**WHAT THIS TASK INVOLVES:** Give back all of the data exactly as it appears here.

**MATERIAL FOR THIS EXERCISE:**
* * * *
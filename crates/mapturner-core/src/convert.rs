//! Per-layer conversion: ogr2ogr for shapefiles, then topojson for every layer.

use std::fs;
use std::path::{Path, PathBuf};

use crate::config::{LayerKind, LayerSpec};
use crate::context::RunContext;
use crate::error::{Error, Result};
use crate::tools::{self, ToolFailure, ToolRunner};

/// Result of converting one layer.
#[derive(Debug, Clone, PartialEq, Eq)]
pub struct LayerOutcome {
    pub name: String,
    /// Per-layer TopoJSON file fed to the merge.
    pub output: PathBuf,
    /// Utilities that exited unsuccessfully while producing `output`.
    pub failures: Vec<ToolFailure>,
}

/// Convert one layer whose source has been resolved to `input`.
pub fn convert_layer<R: ToolRunner>(
    ctx: &RunContext,
    runner: &R,
    name: &str,
    spec: &LayerSpec,
    input: &Path,
) -> Result<LayerOutcome> {
    let output = ctx.layer_output(name);
    ensure_output_is_not_source(name, input, &output)?;
    let mut failures = Vec::new();

    let topo_input = match spec.kind {
        LayerKind::Shapefile => {
            failures.extend(run_ogr2ogr(ctx, runner, name, spec, input, &output)?);
            output.clone()
        }
        LayerKind::Json | LayerKind::Csv => input.to_path_buf(),
    };

    let invocation = tools::topojson(
        &ctx.config.tools.topojson,
        &output,
        spec.id_property.as_deref(),
        spec.properties.as_deref(),
        &topo_input,
    );
    failures.extend(ctx.run_tool(runner, &invocation, Some(name))?);

    Ok(LayerOutcome {
        name: name.to_string(),
        output,
        failures,
    })
}

/// Fails when `<data_dir>/<name>.json` is the resolved source itself, as
/// with a layer `borders` downloaded from `.../borders.json`. Encoding would
/// replace the cached download with TopoJSON.
pub(crate) fn ensure_output_is_not_source(name: &str, input: &Path, output: &Path) -> Result<()> {
    let same = match (fs::canonicalize(input), fs::canonicalize(output)) {
        (Ok(a), Ok(b)) => a == b,
        _ => false,
    };
    if same {
        return Err(Error::OutputIsSource {
            layer: name.to_string(),
            path: input.to_path_buf(),
        });
    }
    Ok(())
}

fn run_ogr2ogr<R: ToolRunner>(
    ctx: &RunContext,
    runner: &R,
    name: &str,
    spec: &LayerSpec,
    input: &Path,
    output: &Path,
) -> Result<Option<ToolFailure>> {
    // ogr2ogr refuses to overwrite an existing GeoJSON file.
    if output.exists() {
        fs::remove_file(output).map_err(|e| Error::io(output, e))?;
    }
    let invocation = tools::ogr2ogr(
        &ctx.config.tools.ogr2ogr,
        &ctx.config.bbox,
        spec.where_clause.as_deref(),
        output,
        input,
    );
    ctx.run_tool(runner, &invocation, Some(name))
}
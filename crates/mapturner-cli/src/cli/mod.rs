//! CLI for mapturner.

mod commands;

use anyhow::Result;
use clap::{Parser, Subcommand};
use std::path::PathBuf;

use commands::{run_check, run_turn, TurnOptions};

/// Top-level CLI.
#[derive(Debug, Parser)]
#[command(name = "mapturner")]
#[command(about = "Turn shapefiles, GeoJSON and CSV into one TopoJSON map file", long_about = None)]
pub struct Cli {
    #[command(subcommand)]
    pub command: CliCommand,
}

#[derive(Debug, Subcommand)]
pub enum CliCommand {
    /// Build the merged TopoJSON file described by a config.
    Turn {
        /// Path to the TOML configuration file.
        config: PathBuf,

        /// Path for the TopoJSON output file.
        output_path: PathBuf,

        /// Working directory for downloads, extracted archives and per-layer files
        /// (overrides `data_dir` in the config).
        #[arg(long, value_name = "DIR")]
        data_dir: Option<PathBuf>,

        /// Stop at the first ogr2ogr/topojson failure instead of finishing the run.
        #[arg(long)]
        fail_fast: bool,
    },

    /// Validate a config and check that the external utilities can be launched.
    Check {
        /// Path to the TOML configuration file.
        config: PathBuf,
    },
}

impl CliCommand {
    pub fn run_from_args() -> Result<()> {
        let cli = Cli::parse();
        tracing::debug!("parsed command: {:?}", cli.command);

        match cli.command {
            CliCommand::Turn {
                config,
                output_path,
                data_dir,
                fail_fast,
            } => run_turn(&TurnOptions {
                config,
                output_path,
                data_dir,
                fail_fast,
            })?,
            CliCommand::Check { config } => run_check(&config)?,
        }

        Ok(())
    }
}
//! Summary of a finished run.

use std::path::PathBuf;

use crate::convert::LayerOutcome;
use crate::tools::ToolFailure;

#[derive(Debug, Clone, PartialEq, Eq)]
pub struct RunReport {
    /// Layers in processing order.
    pub layers: Vec<LayerOutcome>,
    pub merge_failure: Option<ToolFailure>,
    pub output: PathBuf,
}

impl RunReport {
    /// Every recorded utility failure, layers first, then the merge.
    pub fn failures(&self) -> impl Iterator<Item = &ToolFailure> {
        self.layers
            .iter()
            .flat_map(|l| l.failures.iter())
            .chain(self.merge_failure.iter())
    }

    /// True when every utility exited successfully.
    pub fn is_clean(&self) -> bool {
        self.failures().next().is_none()
    }
}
* * * *
**RESPONSE TO THE TASK:**
filename crates/mapturner-core/src/convert.rs
//! Per-layer conversion: ogr2ogr for shapefiles, then topojson for every layer.

use std::fs;
use std::path::{Path, PathBuf};

use crate::config::{LayerKind, LayerSpec};
use crate::context::RunContext;
use crate::error::{Error, Result};
use crate::tools::{self, ToolFailure, ToolRunner};

/// Result of converting one layer.
#[derive(Debug, Clone, PartialEq, Eq)]
pub struct LayerOutcome {
    pub name: String,
    /// Per-layer TopoJSON file fed to the merge.
    pub output: PathBuf,
    /// Utilities that exited unsuccessfully while producing `output`.
    pub failures: Vec<ToolFailure>,
}

/// Convert one layer whose source has been resolved to `input`.
pub fn convert_layer<R: ToolRunner>(
    ctx: &RunContext,
    runner: &R,
    name: &str,
    spec: &LayerSpec,
    input: &Path,
) -> Result<LayerOutcome> {
    let output = ctx.layer_output(name);
    ensure_output_is_not_source(name, input, &output)?;
    let mut failures = Vec::new();

    let topo_input = match spec.kind {
        LayerKind::Shapefile => {
            failures.extend(run_ogr2ogr(ctx, runner, name, spec, input, &output)?);
            output.clone()
        }
        LayerKind::Json | LayerKind::Csv => input.to_path_buf(),
    };

    let invocation = tools::topojson(
        &ctx.config.tools.topojson,
        &output,
        spec.id_property.as_deref(),
        spec.properties.as_deref(),
        &topo_input,
    );
    failures.extend(ctx.run_tool(runner, &invocation, Some(name))?);

    Ok(LayerOutcome {
        name: name.to_string(),
        output,
        failures,
    })
}

/// Fails when `<data_dir>/<name>.json` is the resolved source itself, as
/// with a layer `borders` downloaded from `.../borders.json`. Encoding would
/// replace the cached download with TopoJSON.
pub(crate) fn ensure_output_is_not_source(name: &str, input: &Path, output: &Path) -> Result<()> {
    let same = match (fs::canonicalize(input), fs::canonicalize(output)) {
        (Ok(a), Ok(b)) => a == b,
        _ => false,
    };
    if same {
        return Err(Error::OutputIsSource {
            layer: name.to_string(),
            path: input.to_path_buf(),
        });
    }
    Ok(())
}

fn run_ogr2ogr<R: ToolRunner>(
    ctx: &RunContext,
    runner: &R,
    name: &str,
    spec: &LayerSpec,
    input: &Path,
    output: &Path,
) -> Result<Option<ToolFailure>> {
    // ogr2ogr refuses to overwrite an existing GeoJSON file.
    if output.exists() {
        fs::remove_file(output).map_err(|e| Error::io(output, e))?;
    }
    let invocation = tools::ogr2ogr(
        &ctx.config.tools.ogr2ogr,
        &ctx.config.bbox,
        spec.where_clause.as_deref(),
        output,
        input,
    );
    ctx.run_tool(runner, &invocation, Some(name))
}
filename crates/mapturner-cli/src/cli/mod.rs
//! CLI for mapturner.

mod commands;

use anyhow::Result;
use clap::{Parser, Subcommand};
use std::path::PathBuf;

use commands::{run_check, run_turn, TurnOptions};

/// Top-level CLI.
#[derive(Debug, Parser)]
#[command(name = "mapturner")]
#[command(about = "Turn shapefiles, GeoJSON and CSV into one TopoJSON map file", long_about = None)]
pub struct Cli {
    #[command(subcommand)]
    pub command: CliCommand,
}

#[derive(Debug, Subcommand)]
pub enum CliCommand {
    /// Build the merged TopoJSON file described by a config.
    Turn {
        /// Path to the TOML configuration file.
        config: PathBuf,

        /// Path for the TopoJSON output file.
        output_path: PathBuf,

        /// Working directory for downloads, extracted archives and per-layer files
        /// (overrides `data_dir` in the config).
        #[arg(long, value_name = "DIR")]
        data_dir: Option<PathBuf>,

        /// Stop at the first ogr2ogr/topojson failure instead of finishing the run.
        #[arg(long)]
        fail_fast: bool,
    },

    /// Validate a config and check that the external utilities can be launched.
    Check {
        /// Path to the TOML configuration file.
        config: PathBuf,
    },
}

impl CliCommand {
    pub fn run_from_args() -> Result<()> {
        let cli = Cli::parse();
        tracing::debug!("parsed command: {:?}", cli.command);

        match cli.command {
            CliCommand::Turn {
                config,
                output_path,
                data_dir,
                fail_fast,
            } => run_turn(&TurnOptions {
                config,
                output_path,
                data_dir,
                fail_fast,
            })?,
            CliCommand::Check { config } => run_check(&config)?,
        }

        Ok(())
    }
}
//! Summary of a finished run.

use std::path::PathBuf;

use crate::convert::LayerOutcome;
use crate::tools::ToolFailure;

#[derive(Debug, Clone, PartialEq, Eq)]
pub struct RunReport {
    /// Layers in processing order.
    pub layers: Vec<LayerOutcome>,
    pub merge_failure: Option<ToolFailure>,
    pub output: PathBuf,
}

impl RunReport {
    /// Every recorded utility failure, layers first, then the merge.
    pub fn failures(&self) -> impl Iterator<Item = &ToolFailure> {
        self.layers
            .iter()
            .flat_map(|l| l.failures.iter())
            .chain(self.merge_failure.iter())
    }

    /// True when every utility exited successfully.
    pub fn is_clean(&self) -> bool {
        self.failures().next().is_none()
    }
}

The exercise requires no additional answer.